--- START ---
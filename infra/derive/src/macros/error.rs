use super::derived_trait_names;
use proc_macro2::TokenStream;
use quote::{format_ident, quote};
use syn::{Attribute, Data, DeriveInput, Field, Fields, FieldsNamed, Ident, Type, Variant};

const INTERNAL: &str = "Internal";

struct ErrorVariant<'a> {
    ident: &'a Ident,
    source: Option<&'a Field>,
    has_context: bool,
    has_message: bool,
    cfg_attrs: Vec<&'a Attribute>,
}

impl ErrorVariant<'_> {
    fn is_internal(&self) -> bool {
        self.ident == INTERNAL
    }
}

pub fn expand_derive(input: DeriveInput) -> TokenStream {
    let Data::Enum(data) = &input.data else {
        return syn::Error::new_spanned(&input.ident, "pmgr_error can only be applied to enums")
            .to_compile_error();
    };

    let variants = match data.variants.iter().map(parse_variant).collect::<Result<Vec<_>, _>>()
    {
        Ok(variants) => variants,
        Err(err) => return err.to_compile_error(),
    };
    if let Err(err) = check_variants(&variants) {
        return err.to_compile_error();
    }

    let name = &input.ident;
    let ext_trait = format_ident!("{name}Ext");

    let derives = derive_attr(&input.attrs);
    let kind_impl = kind_impl(name, &variants);
    let ext_impl = ext_trait_impl(name, &ext_trait, &variants);
    let source_impls = variants
        .iter()
        .filter(|v| !v.is_internal())
        .filter_map(|v| source_impl(name, &ext_trait, v));
    let internal_impls = variants
        .iter()
        .find(|v| v.is_internal())
        .map(|v| internal_impls(name, v))
        .unwrap_or_default();

    quote! {
        #[allow(non_shorthand_field_patterns)]
        #derives
        #input

        #kind_impl
        #ext_impl
        #(#source_impls)*
        #internal_impls

        #[allow(dead_code)]
        fn format_context(context: &Option<std::borrow::Cow<'static, str>>) -> std::borrow::Cow<'static, str> {
            match context {
                Some(c) => std::borrow::Cow::Owned(format!(" ({c})")),
                None => std::borrow::Cow::Borrowed(""),
            }
        }
    }
}

fn parse_variant(variant: &Variant) -> Result<ErrorVariant<'_>, syn::Error> {
    let Fields::Named(fields) = &variant.fields else {
        return Err(syn::Error::new_spanned(
            variant,
            "pmgr_error requires named fields (`message`/`source` plus `context`)",
        ));
    };

    Ok(ErrorVariant {
        ident: &variant.ident,
        source: source_field(fields),
        has_context: context_field(fields)?.is_some(),
        has_message: named(fields, "message").is_some(),
        cfg_attrs: variant.attrs.iter().filter(|attr| attr.path().is_ident("cfg")).collect(),
    })
}

fn check_variants(variants: &[ErrorVariant<'_>]) -> Result<(), syn::Error> {
    for v in variants {
        if v.source.is_some() && !v.has_context {
            return Err(syn::Error::new_spanned(
                v.ident,
                "pmgr_error requires `context: Option<Cow<'static, str>>` for variants with a source",
            ));
        }
        if v.is_internal() && !(v.has_message && v.has_context) {
            return Err(syn::Error::new_spanned(
                v.ident,
                "the `Internal` variant must declare `message` and `context` fields",
            ));
        }
    }
    Ok(())
}

fn named<'a>(fields: &'a FieldsNamed, name: &str) -> Option<&'a Field> {
    fields.named.iter().find(|field| field.ident.as_ref().is_some_and(|ident| ident == name))
}

fn context_field(fields: &FieldsNamed) -> Result<Option<&Field>, syn::Error> {
    match named(fields, "context") {
        Some(field) if !is_context_type(&field.ty) => Err(syn::Error::new_spanned(
            &field.ty,
            "context field must be Option<Cow<'static, str>>",
        )),
        found => Ok(found),
    }
}

fn source_field(fields: &FieldsNamed) -> Option<&Field> {
    named(fields, "source").or_else(|| {
        fields.named.iter().find(|field| {
            field.attrs.iter().any(|attr| attr.path().is_ident("source") || attr.path().is_ident("from"))
        })
    })
}

fn derive_attr(attrs: &[Attribute]) -> TokenStream {
    let existing = derived_trait_names(attrs);
    let mut missing = Vec::new();
    if !existing.contains("Debug") {
        missing.push(quote! { Debug });
    }
    if !existing.contains("Error") {
        missing.push(quote! { ::thiserror::Error });
    }
    if missing.is_empty() { quote! {} } else { quote! { #[derive(#(#missing),*)] } }
}

/// `kind()` returns the variant name in `snake_case`, stable across messages.
fn kind_impl(name: &Ident, variants: &[ErrorVariant<'_>]) -> TokenStream {
    let arms = variants.iter().map(|v| {
        let ident = v.ident;
        let cfg_attrs = &v.cfg_attrs;
        let kind = snake_case(&ident.to_string());
        quote! { #(#cfg_attrs)* Self::#ident { .. } => #kind, }
    });

    quote! {
        #[automatically_derived]
        impl #name {
            #[must_use]
            pub const fn kind(&self) -> &'static str {
                match self {
                    #(#arms)*
                }
            }
        }
    }
}

fn ext_trait_impl(name: &Ident, ext_trait: &Ident, variants: &[ErrorVariant<'_>]) -> TokenStream {
    let arms = variants.iter().filter(|v| v.has_context).map(|v| {
        let ident = v.ident;
        let cfg_attrs = &v.cfg_attrs;
        quote! { #(#cfg_attrs)* #name::#ident { context: slot, .. } => *slot = Some(context.into()), }
    });

    quote! {
        pub trait #ext_trait<T> {
            fn context(self, context: impl Into<std::borrow::Cow<'static, str>>) -> Result<T, #name>;
        }

        #[automatically_derived]
        impl<T> #ext_trait<T> for Result<T, #name> {
            #[inline]
            fn context(self, context: impl Into<std::borrow::Cow<'static, str>>) -> Self {
                self.map_err(|mut err| {
                    #[allow(unreachable_patterns)]
                    match &mut err {
                        #(#arms)*
                        _ => {}
                    }
                    err
                })
            }
        }
    }
}

fn source_impl(name: &Ident, ext_trait: &Ident, v: &ErrorVariant<'_>) -> Option<TokenStream> {
    let field = v.source?;
    let source_ident = field.ident.as_ref()?;
    let source_ty = &field.ty;
    let ident = v.ident;
    let cfg_attrs = &v.cfg_attrs;

    Some(quote! {
        #(#cfg_attrs)*
        #[automatically_derived]
        impl From<#source_ty> for #name {
            #[inline]
            fn from(#source_ident: #source_ty) -> Self {
                Self::#ident { #source_ident, context: None }
            }
        }

        #(#cfg_attrs)*
        #[automatically_derived]
        impl<T> #ext_trait<T> for std::result::Result<T, #source_ty> {
            #[inline]
            fn context(self, context: impl Into<std::borrow::Cow<'static, str>>) -> std::result::Result<T, #name> {
                self.map_err(|#source_ident| #name::#ident { #source_ident, context: Some(context.into()) })
            }
        }
    })
}

fn internal_impls(name: &Ident, internal: &ErrorVariant<'_>) -> TokenStream {
    let cfg_attrs = &internal.cfg_attrs;

    quote! {
        #(#cfg_attrs)*
        #[automatically_derived]
        impl From<&'static str> for #name {
            #[inline]
            fn from(message: &'static str) -> Self {
                Self::Internal { message: std::borrow::Cow::Borrowed(message), context: None }
            }
        }

        #(#cfg_attrs)*
        #[automatically_derived]
        impl From<String> for #name {
            #[inline]
            fn from(message: String) -> Self {
                Self::Internal { message: std::borrow::Cow::Owned(message), context: None }
            }
        }
    }
}

fn snake_case(ident: &str) -> String {
    let mut out = String::with_capacity(ident.len() + 4);
    for (i, ch) in ident.chars().enumerate() {
        if ch.is_ascii_uppercase() {
            if i > 0 {
                out.push('_');
            }
            out.push(ch.to_ascii_lowercase());
        } else {
            out.push(ch);
        }
    }
    out
}

/// Accepts `Option<Cow<'static, str>>` with any path prefix on `Option`/`Cow`.
fn is_context_type(ty: &Type) -> bool {
    fn last_segment(ty: &Type) -> Option<&syn::PathSegment> {
        let Type::Path(path) = ty else { return None };
        path.path.segments.last()
    }
    fn generic_args(segment: &syn::PathSegment) -> impl Iterator<Item = &syn::GenericArgument> {
        match &segment.arguments {
            syn::PathArguments::AngleBracketed(args) => Some(args.args.iter()),
            _ => None,
        }
        .into_iter()
        .flatten()
    }

    let Some(option) = last_segment(ty).filter(|seg| seg.ident == "Option") else {
        return false;
    };
    let mut option_args = generic_args(option);
    let (Some(syn::GenericArgument::Type(cow_ty)), None) = (option_args.next(), option_args.next())
    else {
        return false;
    };
    let Some(cow) = last_segment(cow_ty).filter(|seg| seg.ident == "Cow") else {
        return false;
    };
    let mut cow_args = generic_args(cow);
    let (
        Some(syn::GenericArgument::Lifetime(lt)),
        Some(syn::GenericArgument::Type(str_ty)),
        None,
    ) = (cow_args.next(), cow_args.next(), cow_args.next())
    else {
        return false;
    };

    lt.ident == "static" && last_segment(str_ty).is_some_and(|seg| seg.ident == "str")
}

#[cfg(test)]
mod tests {
    use super::snake_case;

    #[test]
    fn snake_case_splits_on_capitals() {
        assert_eq!(snake_case("NotFound"), "not_found");
        assert_eq!(snake_case("Internal"), "internal");
        assert_eq!(snake_case("Io"), "io");
    }
}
--- END ---
The number of lines in the records that include "collect" is what is needed, with no other words.

### Answer to this problem
2